St. Gabriel's Church held its last service in December 2000, owing to dwindling attendance numbers. Attempts to preserve the church as a historic site were unsuccessful, and the building has stood abandoned since.

As of 2015, many of the buildings that contained Etzikom's businesses in earlier decades remain standing, but abandoned. Abandoned residential properties occupy the hamlet as well, generating tourist interest in Etzikom as a ghost town. Visiting in 2015, Catherine Annau observed that Etzikom contained no local businesses, and residents had to "drive miles for basic groceries."

In 2017, Etzikom's general store and post office burned down. When Canada Post was unable to find a replacement postmaster, mail service transferred to nearby Orion.

== Places of interest ==

=== Historic sites ===
As of 2026, Etzikom Museum and Historic Windmill Centre opens between mid-May and September every year. Along with preserved historic buildings and artefacts from Etzikom's settler past, the site contains over 150 windmills.

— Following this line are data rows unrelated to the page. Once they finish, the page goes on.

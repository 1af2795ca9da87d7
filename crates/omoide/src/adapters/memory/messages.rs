//! In-memory MessageRepository

use async_trait::async_trait;
use chrono::{Duration, Utc};
use std::collections::HashMap;
use std::sync::atomic::{AtomicBool, Ordering};
use tokio::sync::{watch, RwLock};

use crate::domain::{
    errors::DomainError, ConversationKey, Message, MessageCursor, MessagePage, Sender,
};
use crate::ports::{MessageRepository, MessageSubscription};

struct Conversation {
    messages: Vec<Message>,
    tx: watch::Sender<Vec<Message>>,
}

impl Conversation {
    fn new() -> Self {
        let (tx, _) = watch::channel(Vec::new());
        Self {
            messages: Vec::new(),
            tx,
        }
    }
}

/// Message log kept in process memory.
///
/// Timestamps are strictly increasing per conversation even when appends
/// land within the same clock tick. `set_available(false)` makes every call
/// fail with `StoreUnavailable`.
pub struct InMemoryMessageStore {
    conversations: RwLock<HashMap<ConversationKey, Conversation>>,
    available: AtomicBool,
}

impl InMemoryMessageStore {
    pub fn new() -> Self {
        Self {
            conversations: RwLock::new(HashMap::new()),
            available: AtomicBool::new(true),
        }
    }

    pub fn set_available(&self, available: bool) {
        self.available.store(available, Ordering::SeqCst);
    }

    fn check(&self) -> Result<(), DomainError> {
        if self.available.load(Ordering::SeqCst) {
            Ok(())
        } else {
            Err(DomainError::StoreUnavailable(
                "message store is offline".to_string(),
            ))
        }
    }
}

impl Default for InMemoryMessageStore {
    fn default() -> Self {
        Self::new()
    }
}

#[async_trait]
impl MessageRepository for InMemoryMessageStore {
    async fn append(
        &self,
        key: &ConversationKey,
        sender: Sender,
        text: &str,
    ) -> Result<Message, DomainError> {
        self.check()?;

        let mut conversations = self.conversations.write().await;
        let conversation = conversations
            .entry(key.clone())
            .or_insert_with(Conversation::new);

        let mut created_at = Utc::now();
        if let Some(last) = conversation.messages.last() {
            if created_at <= last.created_at {
                created_at = last.created_at + Duration::microseconds(1);
            }
        }

        let message = Message::new(sender, text, created_at);
        conversation.messages.push(message.clone());
        conversation.tx.send_replace(conversation.messages.clone());

        tracing::debug!(conversation = %key, sender = %sender, "Message appended");
        Ok(message)
    }

    async fn recent(
        &self,
        key: &ConversationKey,
        limit: usize,
    ) -> Result<Vec<Message>, DomainError> {
        self.check()?;

        let conversations = self.conversations.read().await;
        Ok(conversations
            .get(key)
            .map(|c| {
                let start = c.messages.len().saturating_sub(limit);
                c.messages[start..].to_vec()
            })
            .unwrap_or_default())
    }

    async fn more(
        &self,
        key: &ConversationKey,
        cursor: MessageCursor,
        limit: usize,
    ) -> Result<MessagePage, DomainError> {
        self.check()?;

        let conversations = self.conversations.read().await;
        let older: Vec<Message> = conversations
            .get(key)
            .map(|c| {
                let end = c.messages.partition_point(|m| m.created_at < cursor.0);
                let start = end.saturating_sub(limit);
                c.messages[start..end].to_vec()
            })
            .unwrap_or_default();

        Ok(MessagePage::new(older))
    }

    async fn count(&self, key: &ConversationKey) -> Result<usize, DomainError> {
        self.check()?;

        let conversations = self.conversations.read().await;
        Ok(conversations.get(key).map_or(0, |c| c.messages.len()))
    }

    async fn subscribe(&self, key: &ConversationKey) -> Result<MessageSubscription, DomainError> {
        self.check()?;

        let mut conversations = self.conversations.write().await;
        let conversation = conversations
            .entry(key.clone())
            .or_insert_with(Conversation::new);
        Ok(MessageSubscription::new(conversation.tx.subscribe()))
    }
}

Etzikom Cemetery, which began operations in 1917, also remains accessible.

== Demographics ==

=== Official counts ===
Etzikom recorded a population of 54 in the 1991 census conducted by Statistics Canada.

=== Reported population ===
In June 2010, the Toronto Star reported that Etzikom had a population of 29. The Cape Breton Post reported that Etzikom's population stood at 27 in July 2011.